Feds detail how they secretly track Americans' phones

cell tower
Police use Stingray devices to spoof cell phone towers like this one in Sudbury, Massachusetts.

Federal law enforcement officials, in testimony on Capitol Hill Wednesday, gave some long-awaited answers about how they use secret devices to track Americans' cell phones.

Until now, the FBI and several other law enforcement agencies have kept a tight grip on any information about the use of "Stingray" machines.

Police nationwide have been using Stingray devices for years. It mimics an actual company cell phone tower and tricks your phone into connecting with it.

There have been serious concerns about whether police are listening to phone calls, collecting text messages and tracking Americans' locations without warrants.

On Wednesday, two officials from the Justice Department and Department of Homeland Security told Congress that the devices are programmed to track cell phone locations -- but not gather calls or messages.

"Our policy requires that they be configured to not collect content," said Elana Tyrangiel, a deputy assistant attorney at the Justice Department.

The officials also talked about warrants -- or lack of warrants. Until recently, neither agency enforced the long-established practice of having judges sign warrants to approve this kind of surveillance. The Justice Department just issued new rules in September, and Homeland Security followed with similar rules this week.

But on Wednesday, agency officials told Congress there are still exceptions that don't require warrants, such as time-sensitive, emergency situations.

That answer made members of the House Oversight and Government Reform Committee uneasy. California Congressman Ted Lieu worries those exceptions go too far.

"The mass surveillance of peoples' cell phone signals requires a warrant," Lieu, a Democrat, told CNNMoney after the hearing.

It also became clear that, even though the federal government is handing local police departments money to buy this gear, sheriffs and detectives don't have to abide by the same rules.

That point bothers Representative Will Hurd.

"Are local law enforcement making sure they're getting court documents to use the device? Are they deleting the data as soon as the mission is over?" the Texas Republican told CNNMoney. "The overarching concern is: Are we protecting our civil liberties?"

It's unclear how many Stingrays exist, or how often they're used, or which police agencies own them.

"Our citizens deserve far more transparency when it comes to their Fourth Amendment rights (preventing unreasonable searches and seizures)," Congressman Rod Blum, a Republican from Iowa, wrote to CNNMoney after the hearing.

Last year it was revealed that federal agents fly small planes loaded with Stingrays to spy on Americans' cell phones across the country.

And when the FBI supplies local police with Stingrays, even their agreements remain secret. Earlier this year, court documents revealed that the FBI has instructed local police to drop criminal charges rather than reveal "any information concerning the cell site simulator or its use."

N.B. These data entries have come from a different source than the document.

//! Export Orchestrator
//!
//! form → latest submitted values → template fill → PDF, with the data-only
//! fallback whenever the template path is unusable. No partial PDF ever
//! leaves this module; a failure before the final byte stream surfaces as a
//! single error.

use crate::docx::DocxTemplate;
use crate::fill::TemplateFillEngine;
use crate::render::{render_data_only, PdfBackend};
use crate::storage::FileStorage;
use crate::store::Store;
use crate::submission::latest_values;
use chrono::{DateTime, Utc};
use formflow_models::{values_by_name, Form, SubmittedValue};
use formflow_utils::{FormFlowError, FormFlowResult};
use std::sync::Arc;
use tracing::{info, warn};
use uuid::Uuid;

#[derive(Debug)]
pub struct ExportedPdf {
    pub bytes: Vec<u8>,
    pub file_name: String,
    pub field_count: usize,
}

pub struct ExportOrchestrator {
    store: Store,
    storage: Arc<FileStorage>,
    backend: Arc<PdfBackend>,
    fill_engine: TemplateFillEngine,
}

impl ExportOrchestrator {
    pub fn new(
        store: Store,
        storage: Arc<FileStorage>,
        backend: Arc<PdfBackend>,
        font: impl Into<String>,
    ) -> Self {
        Self {
            store,
            storage,
            backend,
            fill_engine: TemplateFillEngine::new(font),
        }
    }

    pub async fn export_form_pdf(&self, form_id: Uuid) -> FormFlowResult<ExportedPdf> {
        let (form, values) = {
            let db = self.store.read().await;
            let form = db
                .forms
                .get(&form_id)
                .cloned()
                .ok_or_else(|| FormFlowError::not_found("Form"))?;
            let values = latest_values(&db, form_id)
                .map(|(_, v)| v)
                .unwrap_or_default();
            (form, values)
        };
        let field_count = values.len();

        let bytes = match self.render_with_template(&form, &values).await {
            Ok(Some(bytes)) => bytes,
            Ok(None) => render_data_only(&form, &values)?,
            Err(e) => {
                warn!(form_id = %form.id, error = %e, "template render failed, falling back to data-only");
                render_data_only(&form, &values)?
            }
        };

        let file_name = build_file_name(&form.name, Utc::now());
        info!(form_id = %form.id, file = %file_name, bytes = bytes.len(), "form exported");

        Ok(ExportedPdf {
            bytes,
            file_name,
            field_count,
        })
    }

    /// `Ok(None)` means "no usable template, use the data-only path"; an
    /// error means the template existed but fill or conversion failed.
    async fn render_with_template(
        &self,
        form: &Form,
        values: &[SubmittedValue],
    ) -> FormFlowResult<Option<Vec<u8>>> {
        let Some(relative) = &form.word_file_path else {
            return Ok(None);
        };
        // Only WordprocessingML templates are fillable.
        if !relative.to_lowercase().ends_with(".docx") {
            return Ok(None);
        }
        if !self.storage.exists(relative).await {
            warn!(form_id = %form.id, path = %relative, "template file missing on disk");
            return Ok(None);
        }

        let mut doc = DocxTemplate::open(self.storage.resolve(relative)).await?;
        let map = values_by_name(values);
        self.fill_engine.fill(&mut doc, &map)?;

        let bytes = self.backend.render(&doc).await?;
        Ok(Some(bytes))
    }
}

/// `{sanitized form name}_{yyyyMMdd_HHmmss}.pdf`
fn build_file_name(form_name: &str, now: DateTime<Utc>) -> String {
    let base = sanitize_file_name(form_name);
    format!("{}_{}.pdf", base, now.format("%Y%m%d_%H%M%S"))
}

fn sanitize_file_name(name: &str) -> String {
    let cleaned: String = name
        .chars()
        .filter(|c| !matches!(c, '\\' | '/' | ':' | '*' | '?' | '"' | '<' | '>' | '|') && !c.is_control())
        .collect();
    let trimmed = cleaned.trim();
    if trimmed.is_empty() {
        "form".to_string()
    } else {
        trimmed.to_string()
    }
}

#[cfg(test)]
mod tests {
    use super::*;
    use crate::docx::test_support::docx_from_paragraphs;
    use crate::render::LibraryBackend;
    use crate::submission::save_submission;
    use chrono::TimeZone;
    use formflow_models::{FormStatus, SubmissionStatus};

    fn sv(key: &str, value: &str) -> SubmittedValue {
        SubmittedValue {
            field_key: key.to_string(),
            field_type: "text".to_string(),
            label: key.to_string(),
            value: value.to_string(),
        }
    }

    async fn seed_form(store: &Store, word_file_path: Option<String>) -> Uuid {
        let form = Form {
            id: Uuid::new_v4(),
            name: "Crew Manifest".to_string(),
            category_id: Uuid::new_v4(),
            user_id: Uuid::new_v4(),
            word_file_path,
            status: FormStatus::Active,
            created_at: Utc::now(),
        };
        let id = form.id;
        let mut uow = store.begin().await;
        uow.state_mut().forms.insert(id, form);
        uow.commit();
        id
    }

    fn orchestrator(store: Store, storage: Arc<FileStorage>) -> ExportOrchestrator {
        ExportOrchestrator::new(
            store,
            storage,
            Arc::new(PdfBackend::Library(LibraryBackend)),
            "DejaVu Sans",
        )
    }

    #[test]
    fn test_file_name_is_sanitized_and_timestamped() {
        let at = Utc.with_ymd_and_hms(2024, 3, 5, 8, 30, 0).unwrap();
        assert_eq!(
            build_file_name("Crew: Manifest?/2024", at),
            "Crew Manifest2024_20240305_083000.pdf"
        );
        assert_eq!(build_file_name("***", at), "form_20240305_083000.pdf");
    }

    #[tokio::test]
    async fn test_missing_form_is_not_found() {
        let dir = tempfile::tempdir().unwrap();
        let orch = orchestrator(Store::new(), Arc::new(FileStorage::new(dir.path())));

        let err = orch.export_form_pdf(Uuid::new_v4()).await.unwrap_err();
        assert_eq!(err.http_status_code(), 404);
    }

    #[tokio::test]
    async fn test_form_without_template_uses_data_only_path() {
        let dir = tempfile::tempdir().unwrap();
        let store = Store::new();
        let form_id = seed_form(&store, None).await;

        let mut uow = store.begin().await;
        save_submission(
            uow.state_mut(),
            form_id,
            Uuid::new_v4(),
            &[sv("Name", "An"), sv("Rank", "Purser")],
            SubmissionStatus::Completed,
        )
        .unwrap();
        uow.commit();

        let orch = orchestrator(store, Arc::new(FileStorage::new(dir.path())));
        let exported = orch.export_form_pdf(form_id).await.unwrap();

        assert!(exported.bytes.starts_with(b"%PDF"));
        assert_eq!(exported.field_count, 2);
        assert!(exported.file_name.starts_with("Crew Manifest_"));
    }

    #[tokio::test]
    async fn test_template_path_missing_on_disk_falls_back() {
        let dir = tempfile::tempdir().unwrap();
        let store = Store::new();
        let form_id = seed_form(&store, Some("gone.docx".to_string())).await;

        let orch = orchestrator(store, Arc::new(FileStorage::new(dir.path())));
        let exported = orch.export_form_pdf(form_id).await.unwrap();
        assert!(exported.bytes.starts_with(b"%PDF"));
    }

    #[tokio::test]
    async fn test_template_fill_path_renders_submitted_values() {
        let dir = tempfile::tempdir().unwrap();
        let storage = Arc::new(FileStorage::new(dir.path()));
        let bytes = docx_from_paragraphs(&["Name: {t_Name}"]);
        let rel = storage
            .save("manifest.docx", &bytes)
            .await
            .unwrap()
            .unwrap();

        let store = Store::new();
        let form_id = seed_form(&store, Some(rel)).await;
        let mut uow = store.begin().await;
        save_submission(
            uow.state_mut(),
            form_id,
            Uuid::new_v4(),
            &[sv("Name", "An")],
            SubmissionStatus::Submitted,
        )
        .unwrap();
        uow.commit();

        let orch = orchestrator(store, storage);
        let exported = orch.export_form_pdf(form_id).await.unwrap();
        assert!(exported.bytes.starts_with(b"%PDF"));
        assert_eq!(exported.field_count, 1);
    }
}
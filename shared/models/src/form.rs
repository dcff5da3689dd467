use chrono::{DateTime, Utc};
use serde::{Deserialize, Serialize};
use uuid::Uuid;

/// A digitized form built from an uploaded document template.
///
/// `word_file_path` is the relative storage path of the original template.
/// A form without one is still exportable through the data-only PDF path.
#[derive(Debug, Clone, Serialize, Deserialize)]
pub struct Form {
    pub id: Uuid,
    pub name: String,
    pub category_id: Uuid,
    pub user_id: Uuid,
    pub word_file_path: Option<String>,
    pub status: FormStatus,
    pub created_at: DateTime<Utc>,
}

#[derive(Debug, Clone, Copy, PartialEq, Eq, Serialize, Deserialize)]
pub enum FormStatus {
    Active,
    Archived,
}

impl std::fmt::Display for FormStatus {
    fn fmt(&self, f: &mut std::fmt::Formatter<'_>) -> std::fmt::Result {
        match self {
            Self::Active => write!(f, "active"),
            Self::Archived => write!(f, "archived"),
        }
    }
}

/// End user allowed to create forms and submit values.
#[derive(Debug, Clone, Serialize, Deserialize)]
pub struct User {
    pub id: Uuid,
    pub username: String,
    pub display_name: String,
}

/// Form category, resolved or created by name on form creation.
///
/// The parent/child hierarchy is managed elsewhere; the pipeline only needs
/// the owning category id.
#[derive(Debug, Clone, Serialize, Deserialize)]
pub struct Category {
    pub id: Uuid,
    pub name: String,
    pub parent_id: Option<Uuid>,
}
//! Uploaded template storage.
//!
//! Files live under a configured root; the data model only ever records
//! relative paths. Disallowed extensions are rejected with `None` rather
//! than an error, the caller turns that into a validation response.

use formflow_utils::FormFlowResult;
use std::path::{Path, PathBuf};
use tracing::debug;
use uuid::Uuid;

const ALLOWED_EXTENSIONS: &[&str] = &["doc", "docx", "pdf"];

pub struct FileStorage {
    root: PathBuf,
}

impl FileStorage {
    pub fn new(root: impl Into<PathBuf>) -> Self {
        Self { root: root.into() }
    }

    pub fn extension_of(file_name: &str) -> Option<String> {
        Path::new(file_name)
            .extension()
            .and_then(|e| e.to_str())
            .map(|e| e.to_lowercase())
    }

    pub fn is_allowed(file_name: &str) -> bool {
        Self::extension_of(file_name)
            .map(|ext| ALLOWED_EXTENSIONS.contains(&ext.as_str()))
            .unwrap_or(false)
    }

    /// Persist an upload, returning its relative path, or `None` when the
    /// extension is not allowed.
    pub async fn save(&self, file_name: &str, bytes: &[u8]) -> FormFlowResult<Option<String>> {
        if !Self::is_allowed(file_name) {
            debug!(file = %file_name, "upload rejected by extension allowlist");
            return Ok(None);
        }

        let safe_name: String = file_name
            .chars()
            .map(|c| if c.is_alphanumeric() || c == '.' || c == '-' { c } else { '_' })
            .collect();
        let relative = format!("{}_{}", Uuid::new_v4(), safe_name);

        tokio::fs::create_dir_all(&self.root).await?;
        tokio::fs::write(self.root.join(&relative), bytes).await?;
        Ok(Some(relative))
    }

    pub fn resolve(&self, relative: &str) -> PathBuf {
        self.root.join(relative)
    }

    pub async fn exists(&self, relative: &str) -> bool {
        tokio::fs::try_exists(self.resolve(relative))
            .await
            .unwrap_or(false)
    }

    pub async fn delete(&self, relative: &str) -> bool {
        tokio::fs::remove_file(self.resolve(relative)).await.is_ok()
    }
}
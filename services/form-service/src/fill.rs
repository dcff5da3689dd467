//! Template Fill Engine
//!
//! Walks every distinct placeholder in a loaded template and substitutes the
//! resolved value through a cascade of replace strategies. Rich-text bodies
//! split visible strings across internal runs, so a naive text replace can
//! silently miss; each strategy is more invasive than the last.

use crate::docx::DocxTemplate;
use crate::resolver;
use crate::scanner::PlaceholderScanner;
use formflow_utils::FormFlowResult;
use std::collections::{HashMap, HashSet};
use tracing::{debug, warn};

pub struct TemplateFillEngine {
    scanner: PlaceholderScanner,
    /// Unicode-capable family applied when a paragraph has to be rewritten.
    font: String,
}

impl TemplateFillEngine {
    pub fn new(font: impl Into<String>) -> Self {
        Self {
            scanner: PlaceholderScanner::new(),
            font: font.into(),
        }
    }

    /// Substitute every distinct placeholder in the document, including with
    /// the empty string when no value exists; unanswered fields are blanked
    /// out rather than left as literal placeholder text.
    ///
    /// Returns the number of placeholders substituted.
    pub fn fill(
        &self,
        doc: &mut DocxTemplate,
        values: &HashMap<String, String>,
    ) -> FormFlowResult<usize> {
        let text = doc.text()?;
        let mut seen = HashSet::new();
        let mut substituted = 0;
        let mut glyphs_written = false;

        for m in self.scanner.matches(&text) {
            if !seen.insert(m.formula.clone()) {
                continue;
            }

            let replacement = resolver::resolve(&m.name, values);
            glyphs_written |= replacement.chars().any(|c| !c.is_ascii());

            if doc.replace_exact(&m.formula, &replacement) {
                substituted += 1;
                continue;
            }
            if doc.replace_case_insensitive(&m.formula, &replacement) {
                substituted += 1;
                continue;
            }
            if doc.rewrite_paragraphs(&m.formula, &replacement, &self.font) {
                debug!(placeholder = %m.formula, "placeholder replaced via paragraph rewrite");
                substituted += 1;
                continue;
            }

            // Visible in extracted text but unreachable by any strategy.
            warn!(placeholder = %m.formula, "placeholder could not be replaced");
        }

        // Glyph characters only survive conversion under a font that covers
        // them, so force the family on every explicit run font.
        if glyphs_written {
            doc.apply_font(&self.font);
        }

        Ok(substituted)
    }
}
//! Form Service
//!
//! Business surface behind the HTTP handlers: form creation with placeholder
//! extraction, field listing, submission save/read, and PDF export.

use crate::catalog;
use crate::docx::DocxTemplate;
use crate::export::{ExportOrchestrator, ExportedPdf};
use crate::render::PdfBackend;
use crate::scanner::PlaceholderScanner;
use crate::storage::FileStorage;
use crate::store::Store;
use crate::submission::{self, SubmissionOutcome};
use chrono::{DateTime, Utc};
use formflow_models::{Form, FormStatus, SubmissionStatus, SubmittedValue, User};
use formflow_utils::{FormFlowError, FormFlowResult};
use serde::{Deserialize, Serialize};
use std::collections::HashSet;
use std::sync::Arc;
use tracing::{info, warn};
use uuid::Uuid;

#[derive(Debug)]
pub struct TemplateUpload {
    pub file_name: String,
    pub bytes: Vec<u8>,
}

#[derive(Debug)]
pub struct CreateFormRequest {
    pub name: String,
    pub category: String,
    pub user_id: Uuid,
    pub template: Option<TemplateUpload>,
}

#[derive(Debug, Serialize)]
pub struct CreatedForm {
    pub form_id: Uuid,
    pub name: String,
    pub status: String,
    pub fields_created: usize,
    pub fields_linked: usize,
}

#[derive(Debug, Serialize)]
pub struct FormFieldView {
    pub form_field_id: Uuid,
    pub field_id: Uuid,
    pub field_name: String,
    pub field_type: String,
    pub description: String,
    pub is_required: bool,
    pub is_upper_case: bool,
    pub formula: String,
}

#[derive(Debug, Deserialize)]
pub struct SaveSubmissionRequest {
    pub user_id: Uuid,
    pub status: String,
    pub field_values: Vec<SubmittedValue>,
}

#[derive(Debug, Serialize)]
pub struct LatestSubmissionView {
    pub submission_id: Uuid,
    pub status: String,
    pub field_values: Vec<SubmittedValue>,
    pub last_updated: DateTime<Utc>,
}

pub struct FormService {
    store: Store,
    storage: Arc<FileStorage>,
    scanner: PlaceholderScanner,
    orchestrator: ExportOrchestrator,
}

impl FormService {
    pub fn new(
        store: Store,
        storage: Arc<FileStorage>,
        backend: Arc<PdfBackend>,
        font: impl Into<String>,
    ) -> Self {
        let font = font.into();
        Self {
            orchestrator: ExportOrchestrator::new(
                store.clone(),
                storage.clone(),
                backend,
                font,
            ),
            store,
            storage,
            scanner: PlaceholderScanner::new(),
        }
    }

    pub fn store(&self) -> &Store {
        &self.store
    }

    pub async fn seed_user(&self, username: &str, display_name: &str) -> Uuid {
        let user = User {
            id: Uuid::new_v4(),
            username: username.to_string(),
            display_name: display_name.to_string(),
        };
        let id = user.id;
        self.store.insert_user(user).await;
        id
    }

    /// Create a form: store the template, scan it for placeholders, then
    /// create the form, any new field definitions and all links in one
    /// transaction.
    pub async fn create_form(&self, request: CreateFormRequest) -> FormFlowResult<CreatedForm> {
        {
            let db = self.store.read().await;
            if !db.users.contains_key(&request.user_id) {
                return Err(FormFlowError::not_found("User"));
            }
        }
        if request.name.trim().is_empty() {
            return Err(FormFlowError::validation("name", "form name is required"));
        }

        let mut word_file_path = None;
        let mut descriptors = Vec::new();

        if let Some(upload) = &request.template {
            let saved = self.storage.save(&upload.file_name, &upload.bytes).await?;
            let Some(relative) = saved else {
                return Err(FormFlowError::validation(
                    "template",
                    "file extension not allowed (expected .doc, .docx or .pdf)",
                ));
            };

            match extract_template_text(&upload.file_name, &upload.bytes) {
                Ok(Some(text)) => descriptors = self.scanner.scan(&text),
                Ok(None) => {
                    warn!(file = %upload.file_name, "template format not scannable, no fields extracted")
                }
                Err(e) => {
                    // Scan failure aborts creation; remove the orphaned file.
                    self.storage.delete(&relative).await;
                    return Err(e);
                }
            }
            word_file_path = Some(relative);
        }

        let mut uow = self.store.begin().await;
        let db = uow.state_mut();
        let category_id = db.ensure_category(&request.category);

        let form = Form {
            id: Uuid::new_v4(),
            name: request.name.clone(),
            category_id,
            user_id: request.user_id,
            word_file_path,
            status: FormStatus::Active,
            created_at: Utc::now(),
        };
        let form_id = form.id;
        let status = form.status.to_string();
        db.forms.insert(form_id, form);

        let fields_created = catalog::reconcile(db, form_id, &descriptors);
        uow.commit();

        info!(form_id = %form_id, fields_created, "form created");
        Ok(CreatedForm {
            form_id,
            name: request.name,
            status,
            fields_created,
            fields_linked: descriptors.len(),
        })
    }

    /// Fields of a form, deduplicated by field id (first link wins) and
    /// sorted by field name.
    pub async fn form_fields(&self, form_id: Uuid) -> FormFlowResult<Vec<FormFieldView>> {
        let db = self.store.read().await;
        let mut seen = HashSet::new();
        let mut rows: Vec<FormFieldView> = db
            .links_for_form(form_id)
            .into_iter()
            .filter_map(|link| {
                let field = db.fields.get(&link.field_id)?;
                if !seen.insert(field.id) {
                    return None;
                }
                Some(FormFieldView {
                    form_field_id: link.id,
                    field_id: field.id,
                    field_name: field.name.clone(),
                    field_type: field.field_type.to_string(),
                    description: field.description.clone(),
                    is_required: field.is_required,
                    is_upper_case: field.is_upper_case,
                    formula: link.formula.clone(),
                })
            })
            .collect();

        if rows.is_empty() {
            return Err(FormFlowError::not_found("Form fields"));
        }
        rows.sort_by(|a, b| a.field_name.cmp(&b.field_name));
        Ok(rows)
    }

    pub async fn save_submission(
        &self,
        form_id: Uuid,
        request: SaveSubmissionRequest,
    ) -> FormFlowResult<SubmissionOutcome> {
        {
            let db = self.store.read().await;
            if !db.forms.contains_key(&form_id) {
                return Err(FormFlowError::not_found("Form"));
            }
        }

        let status = SubmissionStatus::parse(&request.status);
        let mut uow = self.store.begin().await;
        let outcome = submission::save_submission(
            uow.state_mut(),
            form_id,
            request.user_id,
            &request.field_values,
            status,
        )?;
        uow.commit();
        Ok(outcome)
    }

    pub async fn latest_submission(&self, form_id: Uuid) -> FormFlowResult<LatestSubmissionView> {
        let db = self.store.read().await;
        let (record, field_values) = submission::latest_values(&db, form_id)
            .ok_or_else(|| FormFlowError::not_found("Submission"))?;

        Ok(LatestSubmissionView {
            submission_id: record.id,
            status: record.status.to_string(),
            field_values,
            last_updated: record.last_updated,
        })
    }

    pub async fn export_form_pdf(&self, form_id: Uuid) -> FormFlowResult<ExportedPdf> {
        self.orchestrator.export_form_pdf(form_id).await
    }
}

/// Plain text of an uploaded template, by format. `Ok(None)` means the
/// format is stored but not scannable (legacy binary `.doc`).
fn extract_template_text(file_name: &str, bytes: &[u8]) -> FormFlowResult<Option<String>> {
    match FileStorage::extension_of(file_name).as_deref() {
        Some("docx") => Ok(Some(DocxTemplate::from_bytes(bytes)?.text()?)),
        Some("pdf") => {
            let text = pdf_extract::extract_text_from_mem(bytes).map_err(|e| {
                FormFlowError::document_processing(format!("pdf text extraction failed: {e}"))
            })?;
            Ok(Some(text))
        }
        _ => Ok(None),
    }
}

The reason any of this is now public is because of legal battles led by the American Civil Liberties Union, which has built a map that shows what states use Stingrays.

"This is the first ever congressional hearing on Stingrays. This is a device the FBI started using in 1995. It shouldn't take 20 years to get a hearing on a surveillance technology," said ACLU technologist Christopher Soghoian, the nation's leading expert on Stingrays.

"For this hearing to take place, we have had four years of lawsuits and front page stories. The government fought us every step of the way. This is transparency at gunpoint to them," he said.